Individualized structural network deviations predict surgical outcome in mesial temporal lobe epilepsy: a multicentre validation study.
Authors
Affiliations (8)
Affiliations (8)
- Department of Neurology, Xiangya Hospital, Central South University, Changsha, P.R. China.
- National Clinical Research Center for Geriatric Disorders, Xiangya Hospital, Central South University, Changsha, Hunan, P.R. China.
- The Clinical Hospital of Chengdu Brain Science Institute, School of Life Science and Technology, University of Electronic Science and Technology of China, Chengdu, P.R. China.

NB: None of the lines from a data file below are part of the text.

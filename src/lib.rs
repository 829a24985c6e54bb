//! nano-textgen: a toy next-symbol text generator.
//!
//! The crate trains a tiny neural model over a vocabulary of characters or
//! words and samples text from it one symbol at a time:
//! - Vocabulary building with first-occurrence ids
//! - Recurrent and direct forward shapes on candle tensors
//! - Cumulative categorical sampling
//! - A sliding-window generation loop
//! - A Markov-chain alternative and a small HTTP server

pub mod config;
pub mod error;

pub mod corpus;
pub mod engine;
pub mod lang;
pub mod markov;
pub mod model;
pub mod server;
pub mod telemetry;
pub mod vocab;

pub use config::{Architecture, ModelConfig, SamplingConfig, TrainingConfig, UnknownSymbolPolicy};
pub use corpus::Corpus;
pub use engine::{
    FinishReason, GenerationOutput, GenerationRequest, Generator, NeuralEngine, Sampler,
};
pub use error::{Error, Result};
pub use lang::{Language, LanguageDetector, Translator};
pub use markov::{MarkovChain, MarkovOutput};
pub use model::{HiddenState, TextModel, TrainingReport, WeightBlob};
pub use server::{create_app, AppContext, ServerConfig};
pub use vocab::{SymbolLevel, Vocabulary};
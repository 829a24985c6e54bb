//! Error types for nano-textgen.

use thiserror::Error;

/// Result type alias for nano-textgen operations.
pub type Result<T> = std::result::Result<T, Error>;

/// Main error type for nano-textgen.
#[derive(Error, Debug)]
pub enum Error {
    /// The training corpus produced no symbols.
    #[error("corpus contains no symbols")]
    EmptyCorpus,

    /// Configuration error.
    #[error("configuration error: {0}")]
    Config(String),

    /// A tensor required by the architecture is absent from the weight blob.
    #[error("weight blob is missing tensor `{0}`")]
    MissingTensor(String),

    /// A persisted tensor does not match the shape derived from the config.
    #[error("tensor `{tensor}` has shape {actual:?}, expected {expected:?}")]
    DimensionMismatch {
        tensor: String,
        expected: Vec<usize>,
        actual: Vec<usize>,
    },

    /// The persisted vocabulary disagrees with the persisted vocab size.
    #[error("vocabulary has {actual} symbols, config says {expected}")]
    VocabularyMismatch { expected: usize, actual: usize },

    /// Weight blob could not be loaded.
    #[error("failed to load model: {0}")]
    ModelLoad(String),

    /// Tensor operation error.
    #[error("tensor error: {0}")]
    Tensor(#[from] candle_core::Error),

    /// IO error.
    #[error("io error: {0}")]
    Io(#[from] std::io::Error),

    /// JSON parsing error.
    #[error("json error: {0}")]
    Json(#[from] serde_json::Error),
}
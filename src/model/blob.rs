//! Weight blob persistence.
//!
//! The whole engine state (config, vocabulary, tensors) is written as one
//! JSON document. Loading checks every tensor against the shape derived from
//! the stored config; any disagreement is fatal and the caller has to
//! retrain.

use std::collections::BTreeMap;
use std::path::Path;

use candle_core::{Device, Tensor};
use serde::{Deserialize, Serialize};

use super::TextModel;
use crate::config::ModelConfig;
use crate::error::{Error, Result};
use crate::vocab::Vocabulary;

/// Current blob layout version.
pub const FORMAT_VERSION: u32 = 1;

/// A flattened tensor with its shape.
#[derive(Debug, Clone, PartialEq, Serialize, Deserialize)]
pub struct TensorData {
    pub shape: Vec<usize>,
    pub data: Vec<f32>,
}

impl TensorData {
    /// Copies a tensor out of the model.
    pub fn from_tensor(tensor: &Tensor) -> Result<Self> {
        Ok(Self {
            shape: tensor.dims().to_vec(),
            data: tensor.flatten_all()?.to_vec1()?,
        })
    }

    /// Rebuilds the tensor, checking it has the `expected` shape.
    pub fn to_tensor(&self, name: &str, expected: &[usize], device: &Device) -> Result<Tensor> {
        let numel: usize = self.shape.iter().product();
        if self.shape != expected || self.data.len() != numel {
            return Err(Error::DimensionMismatch {
                tensor: name.to_string(),
                expected: expected.to_vec(),
                actual: if self.data.len() == numel {
                    self.shape.clone()
                } else {
                    vec![self.data.len()]
                },
            });
        }
        Ok(Tensor::from_vec(self.data.clone(), self.shape.clone(), device)?)
    }
}

/// Serialized engine state.
#[derive(Debug, Clone, PartialEq, Serialize, Deserialize)]
pub struct WeightBlob {
    pub format_version: u32,
    pub config: ModelConfig,
    pub vocabulary: Vocabulary,
    pub tensors: BTreeMap<String, TensorData>,
}

impl WeightBlob {
    /// Captures a model and its vocabulary.
    pub fn capture(
        config: &ModelConfig,
        vocabulary: &Vocabulary,
        model: &TextModel,
    ) -> Result<Self> {
        let tensors = model
            .named_tensors()
            .into_iter()
            .map(|(name, tensor)| Ok((name.to_string(), TensorData::from_tensor(tensor)?)))
            .collect::<Result<BTreeMap<_, _>>>()?;
        Ok(Self {
            format_version: FORMAT_VERSION,
            config: config.clone(),
            vocabulary: vocabulary.clone(),
            tensors,
        })
    }

    /// Validates the blob and rebuilds the model it describes.
    pub fn restore(&self, device: &Device) -> Result<TextModel> {
        if self.format_version != FORMAT_VERSION {
            return Err(Error::ModelLoad(format!(
                "unsupported blob format version {} (expected {FORMAT_VERSION})",
                self.format_version
            )));
        }
        if self.vocabulary.len() != self.config.vocab_size {
            return Err(Error::VocabularyMismatch {
                expected: self.config.vocab_size,
                actual: self.vocabulary.len(),
            });
        }
        if self.config.vocab_size == 0 {
            return Err(Error::EmptyCorpus);
        }

        let mut tensors = BTreeMap::new();
        for (name, shape) in self.config.tensor_shapes() {
            let data = self
                .tensors
                .get(name)
                .ok_or_else(|| Error::MissingTensor(name.to_string()))?;
            tensors.insert(name, data.to_tensor(name, &shape, device)?);
        }
        TextModel::from_tensors(&self.config, tensors)
    }

    /// Serializes to JSON text.
    pub fn to_json(&self) -> Result<String> {
        Ok(serde_json::to_string(self)?)
    }

    /// Parses JSON text.
    pub fn from_json(json: &str) -> Result<Self> {
        Ok(serde_json::from_str(json)?)
    }

    /// Writes the blob to `path`.
    pub fn save(&self, path: impl AsRef<Path>) -> Result<()> {
        let path = path.as_ref();
        std::fs::write(path, self.to_json()?)?;
        tracing::info!(path = %path.display(), tensors = self.tensors.len(), "Saved weights");
        Ok(())
    }

    /// Reads a blob from `path`.
    pub fn load(path: impl AsRef<Path>) -> Result<Self> {
        let path = path.as_ref();
        let content = std::fs::read_to_string(path)?;
        let blob = Self::from_json(&content)?;
        tracing::info!(
            path = %path.display(),
            vocab_size = blob.config.vocab_size,
            architecture = blob.config.architecture.as_str(),
            "Loaded weights"
        );
        Ok(blob)
    }
}
//! Markov-chain text generation.
//!
//! The chain maps every symbol to the list of symbols that followed it in
//! the corpus. Repeats are kept, so a uniform pick from the list is already
//! weighted by how often each successor was observed.

use std::collections::HashMap;

use crate::corpus::Corpus;
use crate::engine::{FinishReason, Sampler};
use crate::vocab::SymbolLevel;

/// First-order successor table.
#[derive(Debug, Clone, Default)]
pub struct MarkovChain {
    level: SymbolLevel,
    transitions: HashMap<String, Vec<String>>,
    /// Symbols with at least one successor, in first-occurrence order.
    states: Vec<String>,
}

/// Output of a Markov walk.
#[derive(Debug, Clone, PartialEq)]
pub struct MarkovOutput {
    /// State the walk started from, if one could be chosen.
    pub start_state: Option<String>,
    /// Generated symbols (start state excluded).
    pub symbols: Vec<String>,
    /// Reason for finishing.
    pub finish_reason: FinishReason,
    level: SymbolLevel,
}

impl MarkovOutput {
    /// Generated symbols joined per the symbol level.
    pub fn text(&self) -> String {
        self.level.join(&self.symbols)
    }

    /// Number of generated symbols.
    pub fn len(&self) -> usize {
        self.symbols.len()
    }

    /// Whether nothing was generated.
    pub fn is_empty(&self) -> bool {
        self.symbols.is_empty()
    }
}

impl MarkovChain {
    /// Builds the chain from a corpus split at `level`.
    pub fn build(corpus: &Corpus, level: SymbolLevel) -> Self {
        Self::from_symbols(&corpus.symbols(level), level)
    }

    /// Builds the chain from an already split symbol sequence.
    pub fn from_symbols<S: AsRef<str>>(symbols: &[S], level: SymbolLevel) -> Self {
        let mut chain = Self {
            level,
            ..Self::default()
        };
        for pair in symbols.windows(2) {
            let (current, next) = (pair[0].as_ref(), pair[1].as_ref());
            let successors = chain.transitions.entry(current.to_string()).or_insert_with(|| {
                chain.states.push(current.to_string());
                Vec::new()
            });
            successors.push(next.to_string());
        }
        tracing::debug!(
            level = level.as_str(),
            states = chain.states.len(),
            "Built Markov chain"
        );
        chain
    }

    /// Symbol level the chain was built at.
    pub fn level(&self) -> SymbolLevel {
        self.level
    }

    /// Number of states with at least one successor.
    pub fn num_states(&self) -> usize {
        self.states.len()
    }

    /// Recorded successors of `symbol`, in corpus order.
    pub fn successors(&self, symbol: &str) -> Option<&[String]> {
        self.transitions.get(symbol).map(Vec::as_slice)
    }

    /// Picks the state to start from.
    ///
    /// Last seed symbol if it has successors, else the first seed symbol if
    /// it has successors. An empty seed starts from a uniformly random state.
    fn start_state(&self, seed: &[String], sampler: &mut Sampler) -> Option<String> {
        if seed.is_empty() {
            return sampler.choose(&self.states).cloned();
        }
        [seed.last(), seed.first()]
            .into_iter()
            .flatten()
            .find(|s| self.transitions.contains_key(s.as_str()))
            .cloned()
    }

    /// Random walk of up to `length` steps from the seed-derived state.
    pub fn generate(&self, seed: &str, length: usize, sampler: &mut Sampler) -> MarkovOutput {
        let seed_symbols = self.level.split(seed);
        let start_state = self.start_state(&seed_symbols, sampler);
        let mut output = MarkovOutput {
            start_state: start_state.clone(),
            symbols: Vec::with_capacity(length),
            finish_reason: FinishReason::MaxTokens,
            level: self.level,
        };

        let Some(mut current) = start_state else {
            if length > 0 {
                output.finish_reason = FinishReason::NoSuccessors;
            }
            return output;
        };

        for _ in 0..length {
            let next = self
                .successors(&current)
                .and_then(|successors| sampler.choose(successors));
            let Some(next) = next else {
                output.finish_reason = FinishReason::NoSuccessors;
                break;
            };
            output.symbols.push(next.clone());
            current = next.clone();
        }
        output
    }
}
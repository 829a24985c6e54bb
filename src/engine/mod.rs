//! Inference engine.
//!
//! This module contains:
//! - NeuralEngine for training, persisting and serving a model
//! - Generator for the sliding-window generation loop
//! - Sampler for categorical symbol sampling

pub mod generator;
pub mod neural;
pub mod sampler;

pub use generator::{FinishReason, GenerationOutput, GenerationRequest, Generator};
pub use neural::NeuralEngine;
pub use sampler::Sampler;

- MOE Key Laboratory for Neuroinformation, High-Field Magnetic Resonance Brain Imaging Key Laboratory of Sichuan Province, University of Electronic Science and Technology of China, Chengdu, P.R. China.
- Department of Neurosurgery, Tiantan Hospital, Capital Medical University, Beijing, P.R. China.
- Department of Neurosurgery, Xiangya Hospital, Central South University, Changsha, P.R. China.
- Clinical Neuroscience Center, Ruijin Hospital Luwan Branch, Shanghai Jiao Tong University School of Medicine, Shanghai, P.R. China.
- Department of Neurosurgery, Clinical Neuroscience Center Comprehensive Epilepsy Unit, Ruijin Hospital, Shanghai Jiao Tong University School of Medicine, Shanghai, P.R. China.
Abstract
Surgical resection is an effective treatment for medically refractory mesial temporal lobe epilepsy (mTLE), however, more than one-third of patients fail to achieve seizure freedom after surgery. This study aimed to evaluate preoperative individual morphometric network characteristics and develop a machine learning model to predict surgical outcome in mTLE. This multicentre, retrospective study included 189 mTLE patients who underwent unilateral temporal lobectomy and 78 normal controls between February 2018 and June 2023. Postoperative seizure outcomes were categorized as seizure-free (SF, n = 125) or non-seizure-free (NSF, n = 64) at a minimum of one-year follow-up. The preoperative individualized structural covariance network (iSCN) derived from T1-weighted MRI was constructed for each patient by calculating deviations from the control-based reference distribution, and further divided into the surgery network and the surgically spared network using a standard resection mask by merging each patient's individual lacuna. Regional features were selected separately from bilateral, ipsilateral and contralateral iSCN abnormalities to train support vector machine models, validated in two independent external datasets. NSF patients showed greater iSCN deviations from the normative distribution in the surgically spared network compared to SF patients (P = 0.02). These deviations were widely distributed in the contralateral functional modules (P < 0.05, false discovery rate corrected). Seizure outcome was optimally predicted by the contralateral iSCN features, with an accuracy of 82% (P < 0.05, permutation test) and an area under the receiver operating characteristic curve (AUC) of 0.81, with the default mode and fronto-parietal areas contributing most. External validation in two independent cohorts showed accuracy of 80% and 88%, with AUC of 0.80 and 0.82, respectively, emphasizing the generalizability of the model. This study provides reliable personalized structural biomarkers for predicting surgical outcome in mTLE and has the potential to assist tailored surgical treatment strategies.